Гэндзюро не знал, что ответить, а вопросы кончились сами собой. Он понимал, о чём говорил Садамицу, но не знал, как ему научиться такому хладнокровию. Такому образу жизни, укоренившемуся в умах и сердцах людей в эти неспокойные времена.

–Что ж, теперь у тебя есть над чем подумать.– видя молчание Садакацу, заключил Усами.– Сегодня я не стану нагружать тебя делами, но завтра, ты нужен мне со свежим умом и светлой памятью. И, прошу, не пей больше сакэ, тем более в таких количествах. Возлияние лишь усугубляет положение и наводит на дурные размышления.

Гэндзюро ушёл, занятый мыслями. Садамицу поднял со столика лист бумаги, на котором писал, до прихода зятя, сложил его в прямоугольную полоску и позвал слугу. Человек появился за спиной хозяина, отодвинув, полностью деревянную стену, на которой висела картина изображающее человека, созерцающего звёздное небо.

–Матогоро, ты отправляешься в Нокидзару.– произнёс Усами- Это письмо передашь моей дочери, а сам останешься там. Больше в Бивадзиме не появляйся и на глаза Садакацу не попадайся. Самое правильное решение – изменить внешность, как я тебя учил.

–Да господин.– поклонился Матогоро.– Я понял и исполню всё в лучшем виде.

–Как и всегда.– Садамицу еле заметно ухмыльнулся.

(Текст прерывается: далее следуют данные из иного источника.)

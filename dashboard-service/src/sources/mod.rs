pub mod agile_prices_json;
pub mod flexibility_events_json;
pub mod usage_csv_file;

pub use agile_prices_json::AgilePriceFileSource;
pub use flexibility_events_json::FlexibilityEventFileSource;
pub use usage_csv_file::UsageCsvFileSource;
use std::path::PathBuf;

use async_stream::try_stream;
use energy_client::domain::{flexibility_event::parse_clock_hour, FlexibilityEvent};

use crate::pipeline::{Envelope, EnvelopeStream, PipelineError, Source};

/// Flexibility catalog: `{"flexibility_opportunities": [...]}`.
///
/// Only the hour of `start_time`/`end_time` is used.
pub struct FlexibilityEventFileSource {
    path: PathBuf,
}

#[derive(serde::Deserialize)]
struct FlexibilityCatalog {
    flexibility_opportunities: Vec<FlexibilityOpportunity>,
}

#[derive(serde::Deserialize)]
struct FlexibilityOpportunity {
    event_type: String,
    start_time: String,
    end_time: String,
    #[serde(rename = "max_flexibility_kWh")]
    max_flexibility_kwh: f64,
    #[serde(rename = "price_per_kWh")]
    price_per_kwh: f64,
}

impl TryFrom<FlexibilityOpportunity> for FlexibilityEvent {
    type Error = PipelineError;

    fn try_from(o: FlexibilityOpportunity) -> Result<Self, Self::Error> {
        let hour = |s: &str| parse_clock_hour(s).map_err(|e| PipelineError::Source(format!("event '{}': {e}", o.event_type)));
        let start_hour = hour(&o.start_time)?;
        let end_hour = hour(&o.end_time)?;
        Ok(FlexibilityEvent {
            event_type: o.event_type,
            start_hour,
            end_hour,
            max_flexibility_kwh: o.max_flexibility_kwh,
            price_per_kwh: o.price_per_kwh,
        })
    }
}

impl FlexibilityEventFileSource {
    pub fn new<P: Into<PathBuf>>(path: P) -> Self {
        Self { path: path.into() }
    }
}

#[async_trait::async_trait]
impl Source<FlexibilityEvent> for FlexibilityEventFileSource {
    async fn stream(&self) -> EnvelopeStream<FlexibilityEvent> {
        let path = self.path.clone();
        let s = try_stream! {
            let raw = tokio::fs::read_to_string(&path).await.map_err(|e| {
                PipelineError::Source(format!("failed to open events file {}: {e}", path.display()))
            })?;
            let catalog: FlexibilityCatalog = match serde_json::from_str(&raw) {
                Ok(c) => c,
                Err(e) => {
                    metrics::counter!("flexibility_event_parse_errors_total").increment(1);
                    Err(PipelineError::Source(format!("failed to parse events json: {e}")))?
                }
            };

            for opportunity in catalog.flexibility_opportunities {
                let event = match FlexibilityEvent::try_from(opportunity) {
                    Ok(ev) => ev,
                    Err(e) => {
                        metrics::counter!("flexibility_event_parse_errors_total").increment(1);
                        Err(e)?
                    }
                };
                yield Envelope::new(event);
            }
        };

        Box::pin(s)
    }
}

#[cfg(test)]
mod tests {
    use super::*;
    use futures::TryStreamExt;
    use std::io::Write;

    async fn load(json: &str) -> Result<Vec<FlexibilityEvent>, PipelineError> {
        let mut f = tempfile::NamedTempFile::new().unwrap();
        f.write_all(json.as_bytes()).unwrap();
        let rows: Vec<Envelope<FlexibilityEvent>> =
            FlexibilityEventFileSource::new(f.path()).stream().await.try_collect().await?;
        Ok(rows.into_iter().map(|e| e.payload).collect())
    }

    #[tokio::test]
    async fn reads_hours_and_renamed_fields() {
        let events = load(
            r#"{"flexibility_opportunities": [
                {"event_type": "peak_shift", "start_time": "13:00", "end_time": "16:30",
                 "max_flexibility_kWh": 1.0, "price_per_kWh": 0.10, "region": "south"}
            ]}"#,
        )
        .await
        .unwrap();

        assert_eq!(
            events,
            vec![FlexibilityEvent {
                event_type: "peak_shift".to_string(),
                start_hour: 13,
                end_hour: 16,
                max_flexibility_kwh: 1.0,
                price_per_kwh: 0.10,
            }]
        );
    }

    #[tokio::test]
    async fn unparseable_clock_time_fails() {
        let err = load(
            r#"{"flexibility_opportunities": [
                {"event_type": "evening", "start_time": "six", "end_time": "20:00",
                 "max_flexibility_kWh": 1.0, "price_per_kWh": 0.10}
            ]}"#,
        )
        .await
        .unwrap_err();
        assert!(matches!(err, PipelineError::Source(msg) if msg.contains("evening")));
    }
}
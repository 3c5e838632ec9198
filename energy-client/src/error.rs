#[derive(thiserror::Error, Debug, Clone, PartialEq)]
pub enum AnalyticsError {
    #[error("invalid timestamp '{input}': {reason}")]
    InvalidTimestamp { input: String, reason: String },
    #[error("invalid clock hour '{0}', expected HH or HH:MM with HH in 0..=23")]
    InvalidHour(String),
    #[error("{series} are not in ascending time order (first violation at index {index})")]
    UnorderedInput { series: &'static str, index: usize },
}
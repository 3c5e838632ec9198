pub mod flexibility;
pub mod reconciliation;
pub mod summaries;

pub use flexibility::{FlexibilityScorer, ScoredTable};
pub use reconciliation::{distinct_segments, filter_segments, reconcile, SegmentFilter, DEFAULT_FLAT_RATE_PER_KWH};
pub use summaries::{cost_summary, hourly_usage, score_summary, CostSummary, HourlyUsage, ScoreSummary};
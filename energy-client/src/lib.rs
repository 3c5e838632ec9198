pub mod analytics;
pub mod domain;
pub mod error;

pub use error::AnalyticsError;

В самый последний день уходящего года в Бивадзиму пребыла Нами. В первую очередь она поприветствовала отца и даже уделила внимание мужу. Гэндзюро встретил её официально, с неким холодком. Ей было всё равно. Праздники они встретили вместе, с соблюдением всех церемоний, как полноправные муж и жена. Но, спали каждый в своих частях ясики и друг друга не навещали. Правда, один раз Гэндзюро заявил о том, что женщина должна соблюдать правила и не избегать брачного ложа. На это Нами одарила его удивлённым взглядом и вежливо, с полным равнодушием, заявила, что каждый останется при своём и перемен не будет. Садакацу, конечно разозлился, но виду не подал. О печальной истории, поведанной ему бывшим слугой Матогоро, он решил не вспоминать. Так и разошлись. После праздников, Нами вернулась в Нокидзару, а Усами Садамицу отбыл в Касугаяму. Гэндзюро вновь остался один, заниматься делами клана, как полноценный господин.

Замок Ёита, Этиго.

В отличии от мрачной Бивадзимы, во владениях Наоэ Кагецуна царили веселье и танцы. Праздник тут наступил ещё до его начала. Первым делом местные жители были рады, наконец, увидеть своего хозяина и должным образом встретили его в его доме. Даже хеймины преподнесли ему свои запасы, выращенные на полях, сверх того, что они отдают в уплату налогов. Кагецуну любили и уважали, а он никогда не давал повода в себе усомниться.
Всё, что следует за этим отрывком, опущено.